Polar, thriller, roman noir...

Étiquette : policier

Les enfants de Lazare, Nicolas Zeimet

Résumé de l’éditeur

« Je m’appelle Agathe, avait-elle annoncé avant de s’asseoir sur une machine. Je suis la chanteuse des laveries… ». Tout commence quand Pierre Sanak, journaliste reporter d’images à France Télévisions, croise par hasard cette jeune artiste un peu fantasque et très énigmatique. D’origine cambodgienne, Agathe a été adoptée, vit à Paris, ne se sépare jamais de sa guitare et semble errer entre plusieurs mondes… Pierre en tombe immédiatement amoureux. Apprenant en conférence de rédaction l’incroyable nouvelle de la résurrection momentanée de Sokhom, un jeune Cambodgien qui aurait vécu une expérience de mort imminente, Pierre ne peut s’empêcher de tisser un lien ténu avec l’histoire d’Agathe… Le journaliste s’envole aussitôt pour une semaine de folles investigations à Siem Reap et dans la jungle d’Angkor où, bien après le génocide, le tourisme des orphelinats semble perdurer. Une dangereuse course contre la montre s’engage alors. Pierre parviendra-t-il à découvrir le secret d’Agathe ?

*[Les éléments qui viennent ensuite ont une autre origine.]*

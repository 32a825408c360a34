use std::sync::Arc;

use tokio_util::sync::CancellationToken;

use crate::config::Config;
use crate::pipeline::{StageSpec, TextGenerator};

/// Shared application state injected into all route handlers via Axum extractors.
#[derive(Clone)]
pub struct AppState {
    /// Generation backend. `LlmClient` in production, stubs in tests.
    pub generator: Arc<dyn TextGenerator>,
    /// The cover letter stages, built once at startup and shared read-only.
    pub stages: Arc<[StageSpec]>,
    pub config: Config,
    /// Cancelled on shutdown; every run gets a child token.
    pub shutdown: CancellationToken,
}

Imaginez des villages d’un autre temps noyés dans l’eau stagnante, une marmite dantesque où des enfants au sourires charmeurs se disputeraient un folklore de carte postale avec les éléphants et où des touristes perchés en haut de montagnes de grès sculpté poseraient  aux côtés de lions imposants et de créatures mi-hommes mi-serpent.

Mon avis

Si vous n’avez pas envie de visiter le Cambodge après avoir lu ce roman, c’est que vous avez sauté pas mal de pages. Si vous n’avez pas encore compris comment fonctionne l’adoption internationale dans certains pays asiatiques, notamment au Cambodge, c’est que vous avez sauté quelques pages supplémentaires, voire les mêmes. Autrement dit, c’est que vous avez totalement loupé ce grand roman !
On s’attache à Pierre, à Agathe, et on le suit au Cambodge où l’enquête qu’il mène colle au plus près la réalité.
Nicolas Zeimet signe ici LE roman de l’année 2018 pour les éditions Jigal. Tout simplement.
Il ficelle une intrigue digne des plus grands, avec du suspense, de l’action ; il colle à l’actualité.

Nicolas Zeimet possède une écriture fluide et un style très clair, totalement au service de l’intrigue, qui rendent son roman particulièrement agréable à lire.

Agathe avait vécu avec la mort, cette compagne inéluctable, pendant la majeure partie de sa vie. À la fin, elle s’était résolue à  la rejoindre.

Nicolas Zeimet a reçu le Prix Dora-Suarez 2018 pour son roman précédent : Retour à Duncan’s Creek.

Les enfants de Lazare, Nicolas Zeimet, Jigal Polar, 296 pages, 19 €

Le festin de l’aube, Janis Otsiemi

Résumé de l’éditeur

Le festin de l'aube, Janis Otsiemi

Flics et gendarmes doivent s’épauler pour tenter de déjouer la conspiration.

En pleine nuit et sous une pluie tropicale, une femme surgie de nulle part vient se jeter sous les roues de la voiture du lieutenant Boukinda. Bouleversé par ce tragique accident, il veut savoir d’où sort cette inconnue, d’autant que son décès semble plutôt suspect…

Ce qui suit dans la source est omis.